The findings drew from the experiences of more than 600 women in 30 sites across 21 states in all regions of the country. The women were interviewed over the phone one week after the procedure and then again on the phone, twice a year for the next five years.

Fifty-one percent of the interviewees reported feeling mostly positive emotions about their procedure within a week of the abortion, compared to 20 percent who had few or no feelings. In the first year, 30 percent reported feeling mostly positive, while those who reported few feelings about the procedure increased to 45 percent. By year five, 65 percent said they felt few feelings about their procedure, while 19 percent still reported positive feelings about their abortion.

Within one week of the procedure, 17 percent reported feeling negative feelings about the procedure, but by year five, that decreased to six percent.

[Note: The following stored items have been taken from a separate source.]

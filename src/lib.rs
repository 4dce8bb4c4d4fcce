//! # Novelly
//!
//! Client core of the Novelly novel-reading application, shared by the
//! browser UI (`novelly-ui`), the terminal client and the SPA host.
//!
//! ## Modules
//!
//! - [`store`]: Persisted application state with subscriber notification
//! - [`router`]: Hash router with authentication and role guards
//! - [`client`]: REST client over a pluggable HTTP transport
//! - [`session`]: Login, registration and token verification
//! - [`reader`], [`catalog`], [`validation`]: Page logic independent of any UI
//! - [`server`]: SPA host with `/api` forwarding (native only)
//!
//! ## Quick Start
//!
//! ```rust,no_run
//! use novelly::client::{ApiClient, ReqwestTransport};
//! use novelly::session::Session;
//! use novelly::store::{FileStorage, Store};
//! use std::rc::Rc;
//! use std::time::Duration;
//!
//! #[tokio::main(flavor = "current_thread")]
//! async fn main() -> Result<(), Box<dyn std::error::Error>> {
//!     let store = Store::new(Rc::new(FileStorage::new(FileStorage::default_path())));
//!     let transport = Rc::new(ReqwestTransport::new(Duration::from_secs(30))?);
//!     let api = ApiClient::new("http://localhost:8080/api", transport, Rc::new(store.clone()));
//!     let session = Session::new(store, api.clone());
//!
//!     session.login("reader@example.com", "secret").await?;
//!     for novel in api.novels().list().await? {
//!         println!("{} by {}", novel.title, novel.author_or_unknown());
//!     }
//!     Ok(())
//! }
//! ```

pub mod catalog;
pub mod client;
pub mod models;
pub mod reader;
pub mod router;
pub mod session;
pub mod store;
pub mod validation;

#[cfg(feature = "native")]
pub mod config;
#[cfg(feature = "native")]
pub mod logging;
#[cfg(feature = "native")]
pub mod server;

pub use client::{ApiClient, ApiError, ApiResult};
pub use models::{Chapter, Novel, Role, User};
pub use router::{resolve, AuthContext, Page, Resolution};
pub use session::{Session, SessionError};
pub use store::{AppState, MemoryStorage, Storage, Store};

“Despite the fact that all emotions declined over time, relief remains the predominant emotion,” Rocca explained. “It’s very striking, over 95 percent felt it was right for them, including women who lived in environments where they’d be stigmatized for having an abortion.” 

Existing scientific literature had studied patients’ feelings three years after an abortion; A significant goal of this research was to extend the number of post-abortion years studied. “Almost everything was surprising in that it hasn’t been studied in this way before,” Rocca told Supermajority News. The results, she added, are “ pretty conclusive, given the rigorous design of the study.” 

But Rocca makes clear there are patients who have different experiences. “[The study] doesn’t mean there aren’t people who immediately and over the time, come to a place to realize it was the wrong decision,” she told Supermajority News. “I don’t want to reduce their feelings, but it’s misguided to deprive other pregnant people of the option to make the medical choice and the personal choice that is right for them.”